Results

This page shows the engineering envelope. Which models load, what they weigh, how much KV cache is left, and how many requests fit. These figures are already on the Zenodo record and the model cards.

Performance numbers are held back. Throughput, latency, energy per token, and cross-model comparisons stay private until the papers are published. The plots that show them are not embedded here. What follows is load behaviour and capacity. That part is public.

Engineering envelope

Measured with vLLM 0.19.0+rocm721 and enforce_eager. The single-card variants run at TP=1 and max_seq_len 2048. The 70B family runs at TP=2 and max_seq_len 8192, so its context, weight, and concurrency sit on a different basis. See the note below the table. Max-concurrency is the capacity multiple vLLM reports at load time. It is a load figure, not a throughput measurement.

Filter

Family	Model	Quant	TP	Ctx	Weight (GiB)	KV budget (GiB)	Max conc.×	Gate-1	tok/s 🔒	p99 lat 🔒	mWh/tok 🔒

🔒 The locked columns hold back throughput, latency, and energy per token until the papers are published. They fill in by a data swap. The layout stays the same. The single-card rows are measured at max_seq_len 2048. The 70B row is from its model card at TP=2 and max_seq_len 8192. Its weight is the total across two cards. Its KV budget is reported in tokens there, so the GiB column shows n/a. Its max-concurrency is not directly comparable to the 2048 rows. Bielik-11B is still running its sweep.

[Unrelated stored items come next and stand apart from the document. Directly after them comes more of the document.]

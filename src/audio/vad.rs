//! # Voice Activity Detection
//!
//! Wraps the `earshot` WebRTC-style voice activity detector behind a small
//! trait so the segmenter (and its tests) never depend on a concrete model.
//!
//! The detector contract mirrors what the segmenter needs: given a window of
//! normalized samples, return the speech intervals found in it, honoring a
//! sensitivity threshold, a minimum speech duration, and a minimum silence
//! gap between separate intervals.
//!
//! ## How intervals are built:
//! earshot classifies fixed-size frames (30 ms) as speech/silence. Raw frame
//! runs are then assembled into intervals in two steps:
//! 1. Runs separated by less than `min_silence_ms` of silence are merged
//! 2. Runs shorter than `min_speech_ms` are discarded
//!
//! Interval offsets are sample indices into the evaluated window, not wall
//! clock time, and are only meaningful for that one evaluation call.

use crate::error::AppError;
use earshot::{VoiceActivityDetector, VoiceActivityProfile};

/// Frame length used for classification. 30 ms is the largest frame WebRTC
/// VAD supports and gives the most stable per-frame decisions.
const FRAME_MS: usize = 30;

/// A contiguous span of detected speech, as sample offsets into the
/// evaluated window (`start < end`).
#[derive(Debug, Clone, Copy, PartialEq, Eq)]
pub struct SpeechInterval {
    pub start: usize,
    pub end: usize,
}

impl SpeechInterval {
    pub fn len(&self) -> usize {
        self.end - self.start
    }
}

/// Operating point for one detection pass.
///
/// The segmenter runs the same detector at two different operating points:
/// a sensitive pass for interruption detection (short bursts matter) and a
/// stricter pass for utterance finalization (don't cut users off).
#[derive(Debug, Clone, Copy)]
pub struct DetectionOptions {
    /// Confidence threshold in `[0, 1]`; higher filters more aggressively
    pub threshold: f32,

    /// Speech runs shorter than this are discarded
    pub min_speech_ms: u32,

    /// Silence gaps shorter than this merge adjacent speech runs
    pub min_silence_ms: u32,
}

/// Abstraction over a voice-activity model.
///
/// Production uses [`EarshotDetector`]; tests substitute synthetic detectors
/// that return scripted intervals.
pub trait SpeechDetector: Send + Sync {
    fn detect(
        &self,
        samples: &[f32],
        sample_rate: u32,
        options: &DetectionOptions,
    ) -> Result<Vec<SpeechInterval>, AppError>;
}

/// `earshot`-backed detector.
///
/// A fresh model instance is built per call: the underlying detector keeps
/// internal smoothing state, and each evaluation here is over a standalone
/// window, so carrying state across calls would skew results.
#[derive(Debug, Default)]
pub struct EarshotDetector;

impl EarshotDetector {
    pub fn new() -> Self {
        Self
    }

    /// Map a confidence threshold onto the discrete earshot profiles.
    /// Lower thresholds accept more marginal audio as speech.
    fn profile_for_threshold(threshold: f32) -> VoiceActivityProfile {
        match threshold {
            t if t <= 0.40 => VoiceActivityProfile::QUALITY,
            t if t <= 0.55 => VoiceActivityProfile::LBR,
            t if t <= 0.70 => VoiceActivityProfile::AGGRESSIVE,
            _ => VoiceActivityProfile::VERY_AGGRESSIVE,
        }
    }
}

impl SpeechDetector for EarshotDetector {
    fn detect(
        &self,
        samples: &[f32],
        sample_rate: u32,
        options: &DetectionOptions,
    ) -> Result<Vec<SpeechInterval>, AppError> {
        let frame_samples = (sample_rate as usize * FRAME_MS) / 1000;
        if frame_samples == 0 || samples.is_empty() {
            return Ok(Vec::new());
        }

        let mut model = VoiceActivityDetector::new(Self::profile_for_threshold(options.threshold));

        // Classify each 30ms frame; the last partial frame is zero-padded.
        let mut decisions = Vec::with_capacity(samples.len() / frame_samples + 1);
        let mut scratch = vec![0i16; frame_samples];

        for frame in samples.chunks(frame_samples) {
            for (dst, src) in scratch.iter_mut().zip(frame.iter()) {
                *dst = (src.clamp(-1.0, 1.0) * 32_767.0) as i16;
            }
            for dst in scratch.iter_mut().skip(frame.len()) {
                *dst = 0;
            }

            let is_speech = match sample_rate {
                8_000 => model.predict_8khz(&scratch),
                16_000 => model.predict_16khz(&scratch),
                32_000 => model.predict_32khz(&scratch),
                48_000 => model.predict_48khz(&scratch),
                other => {
                    return Err(AppError::Segmentation(format!(
                        "unsupported sample rate for VAD: {} Hz",
                        other
                    )))
                }
            }
            .map_err(|e| AppError::Segmentation(format!("VAD model failure: {:?}", e)))?;

            decisions.push(is_speech);
        }

        let min_speech_samples = (sample_rate as usize * options.min_speech_ms as usize) / 1000;
        let min_silence_samples = (sample_rate as usize * options.min_silence_ms as usize) / 1000;

        Ok(assemble_intervals(
            &decisions,
            frame_samples,
            samples.len(),
            min_speech_samples,
            min_silence_samples,
        ))
    }
}

/// Turn per-frame speech decisions into sample-offset intervals.
///
/// ## Steps:
/// 1. Collect raw runs of consecutive speech frames
/// 2. Merge runs whose silence gap is below `min_silence_samples`
/// 3. Drop merged runs shorter than `min_speech_samples`
///
/// `total_len` clamps the final interval so zero-padding of the last frame
/// never extends an interval past the real audio.
fn assemble_intervals(
    decisions: &[bool],
    frame_samples: usize,
    total_len: usize,
    min_speech_samples: usize,
    min_silence_samples: usize,
) -> Vec<SpeechInterval> {
    // Step 1: raw runs
    let mut raw: Vec<SpeechInterval> = Vec::new();
    let mut run_start: Option<usize> = None;

    for (i, &is_speech) in decisions.iter().enumerate() {
        match (is_speech, run_start) {
            (true, None) => run_start = Some(i * frame_samples),
            (false, Some(start)) => {
                raw.push(SpeechInterval {
                    start,
                    end: i * frame_samples,
                });
                run_start = None;
            }
            _ => {}
        }
    }
    if let Some(start) = run_start {
        raw.push(SpeechInterval {
            start,
            end: (decisions.len() * frame_samples).min(total_len),
        });
    }

    // Step 2: merge across short silence gaps
    let mut merged: Vec<SpeechInterval> = Vec::new();
    for interval in raw {
        match merged.last_mut() {
            Some(prev) if interval.start.saturating_sub(prev.end) < min_silence_samples => {
                prev.end = interval.end;
            }
            _ => merged.push(interval),
        }
    }

    // Step 3: discard runs too short to count as speech
    merged.retain(|iv| iv.len() >= min_speech_samples);
    merged
}

#[cfg(test)]
mod tests {
    use super::*;

    const FRAME: usize = 480; // 30ms at 16kHz

    fn intervals(decisions: &[bool], min_speech: usize, min_silence: usize) -> Vec<SpeechInterval> {
        assemble_intervals(decisions, FRAME, decisions.len() * FRAME, min_speech, min_silence)
    }

    #[test]
    fn test_single_run_becomes_interval() {
        let decisions = [false, true, true, true, false, false];
        let got = intervals(&decisions, FRAME, FRAME);
        assert_eq!(got, vec![SpeechInterval { start: FRAME, end: 4 * FRAME }]);
    }

    #[test]
    fn test_short_runs_are_dropped() {
        // One-frame blip, below a two-frame minimum speech duration
        let decisions = [false, true, false, false, false, false];
        let got = intervals(&decisions, 2 * FRAME, FRAME);
        assert!(got.is_empty());
    }

    #[test]
    fn test_short_gaps_are_merged() {
        // speech, 1-frame gap, speech; the gap is below a two-frame silence minimum
        let decisions = [true, true, false, true, true];
        let got = intervals(&decisions, FRAME, 2 * FRAME);
        assert_eq!(got, vec![SpeechInterval { start: 0, end: 5 * FRAME }]);
    }

    #[test]
    fn test_long_gaps_split_intervals() {
        let decisions = [true, true, false, false, false, true, true];
        let got = intervals(&decisions, FRAME, 2 * FRAME);
        assert_eq!(
            got,
            vec![
                SpeechInterval { start: 0, end: 2 * FRAME },
                SpeechInterval { start: 5 * FRAME, end: 7 * FRAME },
            ]
        );
    }

    #[test]
    fn test_trailing_run_clamped_to_total_len() {
        let decisions = [false, true, true];
        // Real audio ends mid-way through the last frame
        let total = 2 * FRAME + FRAME / 2;
        let got = assemble_intervals(&decisions, FRAME, total, FRAME, FRAME);
        assert_eq!(got, vec![SpeechInterval { start: FRAME, end: total }]);
    }

    #[test]
    fn test_unsupported_rate_is_an_error() {
        let detector = EarshotDetector::new();
        let options = DetectionOptions {
            threshold: 0.4,
            min_speech_ms: 250,
            min_silence_ms: 700,
        };
        let result = detector.detect(&vec![0.0; 44_100], 44_100, &options);
        assert!(result.is_err());
    }

    #[test]
    fn test_silence_yields_no_intervals() {
        let detector = EarshotDetector::new();
        let options = DetectionOptions {
            threshold: 0.4,
            min_speech_ms: 250,
            min_silence_ms: 700,
        };
        let got = detector.detect(&vec![0.0; 16_000], 16_000, &options).unwrap();
        assert!(got.is_empty());
    }
}
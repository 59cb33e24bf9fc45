//! Crash-reversal detection
//!
//! A sharp drop over the last `period` candles accompanied by a volume
//! surge relative to the `period` candles before it.

use crate::venue::Candle;
use serde::{Deserialize, Serialize};

/// Detector parameters
#[derive(Debug, Clone, Copy, PartialEq, Serialize, Deserialize)]
pub struct CrashParams {
    /// Minimum drop over the recent window, in percent
    pub drop_threshold_pct: f64,
    /// Candles in the recent window
    pub period: usize,
    /// Required ratio of recent to prior average volume
    pub volume_multiplier: f64,
}

impl Default for CrashParams {
    fn default() -> Self {
        Self {
            drop_threshold_pct: 5.0,
            period: 10,
            volume_multiplier: 1.5,
        }
    }
}

/// What the detector measured
#[derive(Debug, Clone, Copy, PartialEq, Serialize)]
pub struct CrashReading {
    /// Close-to-close change over the recent window, in percent
    pub price_change_pct: f64,
    pub avg_volume_before: Option<f64>,
    pub avg_volume_after: f64,
    pub detected: bool,
}

fn mean(values: impl Iterator<Item = f64>) -> Option<f64> {
    let (sum, count) = values.fold((0.0, 0usize), |(s, n), v| (s + v, n + 1));
    (count > 0).then(|| sum / count as f64)
}

/// Measure the last `params.period` candles (oldest first)
pub fn crash_reading(candles: &[Candle], params: &CrashParams) -> Option<CrashReading> {
    if params.period == 0 || candles.is_empty() {
        return None;
    }

    let split = candles.len().saturating_sub(params.period);
    let recent = &candles[split..];
    let prior = &candles[split.saturating_sub(params.period)..split];

    let first = recent.first()?.close;
    let last = recent.last()?.close;
    if first <= 0.0 {
        return None;
    }

    let price_change_pct = (last - first) / first * 100.0;
    let avg_volume_before = mean(prior.iter().map(|c| c.volume));
    let avg_volume_after = mean(recent.iter().map(|c| c.volume))?;

    let detected = price_change_pct < -params.drop_threshold_pct
        && avg_volume_before
            .is_some_and(|before| avg_volume_after > before * params.volume_multiplier);

    Some(CrashReading {
        price_change_pct,
        avg_volume_before,
        avg_volume_after,
        detected,
    })
}

/// Whether the candles show a crash followed by a volume surge
pub fn detect_crash_reversal(candles: &[Candle], params: &CrashParams) -> bool {
    crash_reading(candles, params).is_some_and(|r| r.detected)
}

#[cfg(test)]
mod tests {
    use super::*;
    use chrono::{TimeZone, Utc};

    fn candle(minute: i64, close: f64, volume: f64) -> Candle {
        Candle {
            open_time: Utc.timestamp_opt(minute * 60, 0).unwrap(),
            open: close,
            high: close,
            low: close,
            close,
            volume,
        }
    }

    /// 10 calm candles then 10 falling ones
    fn series(drop_to: f64, recent_volume: f64) -> Vec<Candle> {
        let mut candles: Vec<Candle> = (0..10).map(|i| candle(i, 100.0, 10.0)).collect();
        for i in 0..10 {
            let close = 100.0 - (100.0 - drop_to) * i as f64 / 9.0;
            candles.push(candle(10 + i, close, recent_volume));
        }
        candles
    }

    #[test]
    fn test_crash_with_volume_surge_detected() {
        let candles = series(90.0, 20.0);
        assert!(detect_crash_reversal(&candles, &CrashParams::default()));

        let reading = crash_reading(&candles, &CrashParams::default()).unwrap();
        assert!((reading.price_change_pct + 10.0).abs() < 1e-9);
        assert_eq!(reading.avg_volume_before, Some(10.0));
    }

    #[test]
    fn test_crash_without_volume_ignored() {
        let candles = series(90.0, 12.0);
        assert!(!detect_crash_reversal(&candles, &CrashParams::default()));
    }

    #[test]
    fn test_small_drop_ignored() {
        let candles = series(97.0, 50.0);
        assert!(!detect_crash_reversal(&candles, &CrashParams::default()));

        let sensitive = CrashParams {
            drop_threshold_pct: 1.0,
            ..CrashParams::default()
        };
        assert!(detect_crash_reversal(&candles, &sensitive));
    }

    #[test]
    fn test_no_prior_window_never_detects() {
        let candles: Vec<Candle> = (0..10)
            .map(|i| candle(i, 100.0 - i as f64 * 2.0, 100.0))
            .collect();
        assert!(!detect_crash_reversal(&candles, &CrashParams::default()));
    }

    #[test]
    fn test_empty_input() {
        assert!(crash_reading(&[], &CrashParams::default()).is_none());
    }
}
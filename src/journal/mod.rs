//! Durable event journal
//!
//! Lifecycle events and decisions are appended as JSON lines by a
//! background writer. Logging is best-effort: the caller never waits on
//! disk and never sees a write error.

mod writer;

pub use writer::{read_recent, spawn_writer};

use chrono::{DateTime, Utc};
use serde::{Deserialize, Serialize};
use std::fmt;
use std::path::Path;
use tokio::sync::mpsc;
use tokio::task::JoinHandle;

/// Journal entry severity / category
#[derive(Debug, Clone, Copy, PartialEq, Eq, Serialize, Deserialize)]
#[serde(rename_all = "UPPERCASE")]
pub enum JournalLevel {
    Info,
    Warn,
    Error,
    Buy,
    Sell,
}

impl fmt::Display for JournalLevel {
    fn fmt(&self, f: &mut fmt::Formatter<'_>) -> fmt::Result {
        let s = match self {
            JournalLevel::Info => "INFO",
            JournalLevel::Warn => "WARN",
            JournalLevel::Error => "ERROR",
            JournalLevel::Buy => "BUY",
            JournalLevel::Sell => "SELL",
        };
        f.write_str(s)
    }
}

/// One journal line
#[derive(Debug, Clone, PartialEq, Serialize, Deserialize)]
pub struct JournalEntry {
    pub timestamp: DateTime<Utc>,
    pub level: JournalLevel,
    pub message: String,
}

impl fmt::Display for JournalEntry {
    fn fmt(&self, f: &mut fmt::Formatter<'_>) -> fmt::Result {
        write!(
            f,
            "{} [{}] {}",
            self.timestamp.format("%Y-%m-%d %H:%M:%S"),
            self.level,
            self.message
        )
    }
}

/// Cloneable handle for appending to the journal
#[derive(Debug, Clone)]
pub struct Journal {
    tx: Option<mpsc::UnboundedSender<JournalEntry>>,
}

impl Journal {
    /// A journal that discards everything
    pub fn disabled() -> Self {
        Self { tx: None }
    }

    /// A journal whose entries land on the returned receiver
    pub fn channel() -> (Self, mpsc::UnboundedReceiver<JournalEntry>) {
        let (tx, rx) = mpsc::unbounded_channel();
        (Self { tx: Some(tx) }, rx)
    }

    /// A journal appending to `path`, plus its writer task
    pub fn open(path: impl AsRef<Path>) -> (Self, JoinHandle<()>) {
        let (journal, rx) = Self::channel();
        let task = spawn_writer(path.as_ref().to_path_buf(), rx);
        (journal, task)
    }

    /// Record an entry. Never blocks and never fails.
    pub fn log(&self, level: JournalLevel, message: impl Into<String>) {
        let Some(tx) = &self.tx else {
            return;
        };
        let entry = JournalEntry {
            timestamp: Utc::now(),
            level,
            message: message.into(),
        };
        if tx.send(entry).is_err() {
            tracing::warn!("Journal writer has stopped, entry dropped");
        }
    }
}

#[cfg(test)]
mod tests {
    use super::*;

    #[test]
    fn test_disabled_journal_is_silent() {
        Journal::disabled().log(JournalLevel::Info, "nothing happens");
    }

    #[tokio::test]
    async fn test_channel_journal_delivers_entries() {
        let (journal, mut rx) = Journal::channel();
        journal.log(JournalLevel::Sell, "sold 0.001 at 50012");

        let entry = rx.recv().await.unwrap();
        assert_eq!(entry.level, JournalLevel::Sell);
        assert_eq!(entry.message, "sold 0.001 at 50012");
    }

    #[test]
    fn test_log_after_receiver_dropped_does_not_panic() {
        let (journal, rx) = Journal::channel();
        drop(rx);
        journal.log(JournalLevel::Warn, "lost");
    }

    #[test]
    fn test_level_serializes_uppercase() {
        assert_eq!(serde_json::to_string(&JournalLevel::Sell).unwrap(), "\"SELL\"");
        assert_eq!(JournalLevel::Warn.to_string(), "WARN");
    }
}
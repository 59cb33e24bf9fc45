//! CLI interface for tradewatch
//!
//! Provides subcommands for:
//! - `run`: Telegram bot with the auto-sell engine and alerts
//! - `watch`: Headless auto-sell for one target price
//! - `price`: Print the current price
//! - `analyze`: Print the indicator readings
//! - `config`: Show configuration

mod analyze;
mod price;
mod run;
mod watch;

pub use analyze::AnalyzeArgs;
pub use price::PriceArgs;
pub use run::RunArgs;
pub use watch::WatchArgs;

use crate::config::{Config, JournalConfig, Secrets, VenueMode};
use crate::journal::Journal;
use crate::venue::{BinanceVenue, PaperVenue, TradingVenue};
use clap::{Parser, Subcommand};
use std::sync::Arc;
use std::time::Duration;
use tokio::task::JoinHandle;

#[derive(Parser, Debug)]
#[command(name = "tradewatch")]
#[command(about = "Telegram-controlled spot trading assistant with price-target auto-sell")]
#[command(version)]
pub struct Cli {
    #[command(subcommand)]
    pub command: Commands,

    /// Path to configuration file
    #[arg(short, long, default_value = "config.toml")]
    pub config: String,
}

#[derive(Subcommand, Debug)]
pub enum Commands {
    /// Run the Telegram bot
    Run(RunArgs),
    /// Watch one target price without the bot
    Watch(WatchArgs),
    /// Print the current price
    Price(PriceArgs),
    /// Print Bollinger, RSI and crash readings
    Analyze(AnalyzeArgs),
    /// Show configuration
    Config,
}

/// Venue for the configured mode. Paper mode still reads live market data.
pub(crate) async fn build_venue(
    config: &Config,
    secrets: &Secrets,
) -> anyhow::Result<Arc<dyn TradingVenue>> {
    match config.venue.mode {
        VenueMode::Live => {
            let credentials = secrets.binance.clone().ok_or_else(|| {
                anyhow::anyhow!("live mode requires BINANCE_API_KEY and BINANCE_API_SECRET")
            })?;
            let venue = BinanceVenue::new(config.binance_venue_config(), Some(credentials))?;
            tracing::info!(base_url = %config.venue.base_url, "Live trading on Binance");
            Ok(Arc::new(venue))
        }
        VenueMode::Paper => {
            let market = BinanceVenue::new(config.binance_venue_config(), None)?;
            let paper = PaperVenue::new(
                &config.venue.base_asset,
                &config.venue.quote_asset,
                config.venue.fee_rate,
            )
            .with_market(Arc::new(market));

            let balances = &config.venue.paper;
            paper
                .set_balance(&config.venue.base_asset, balances.base_balance)
                .await;
            paper
                .set_balance(&config.venue.quote_asset, balances.quote_balance)
                .await;
            tracing::info!(
                base = %balances.base_balance,
                quote = %balances.quote_balance,
                "Paper trading"
            );
            Ok(Arc::new(paper))
        }
    }
}

/// Journal per config, plus its writer task when enabled
pub(crate) fn open_journal(config: &JournalConfig) -> (Journal, Option<JoinHandle<()>>) {
    if !config.enabled {
        return (Journal::disabled(), None);
    }
    let (journal, task) = Journal::open(&config.path);
    (journal, Some(task))
}

/// Drop the last journal handle and let the writer drain
pub(crate) async fn close_journal(journal: Journal, writer: Option<JoinHandle<()>>) {
    drop(journal);
    let Some(writer) = writer else {
        return;
    };
    match tokio::time::timeout(Duration::from_secs(2), writer).await {
        Ok(Ok(())) => {}
        Ok(Err(e)) => tracing::warn!(error = %e, "Journal writer ended abnormally"),
        Err(_) => tracing::warn!("Journal writer still busy at shutdown"),
    }
}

Both single-card variants run on one consumer card. That leaves the second R9700 free for a parallel sweep or training. The 70B family needs both cards (TP=2). Full per-variant figures are on each model card.

Gate 1 sanity

Each single-card variant passed 5/5 on a Polish-clinical prompt grid. The grid has one factual prompt and four clinical ones: definitional, syndrome, instructional, procedural. Prompts go through /v1/completions with the chat template bypassed. This checks that the model runs and stays coherent. It does not score quality. Raw outputs sit under environment/sanity-tests/ in the repo.

What we found

The gfx1201 engineering findings behind these figures — enforce_eager being mandatory, AWQ running slower than BF16 here, and the sanity chat-template bypass — are written up on the Conclusions page. No performance numbers; those stay embargoed.

Why no plots

The scaling plots put concrete per-N values on their axes. That makes them paper-bound, so they wait for acceptance. Anything not shown above as public is held back too. The method page covers the plot design.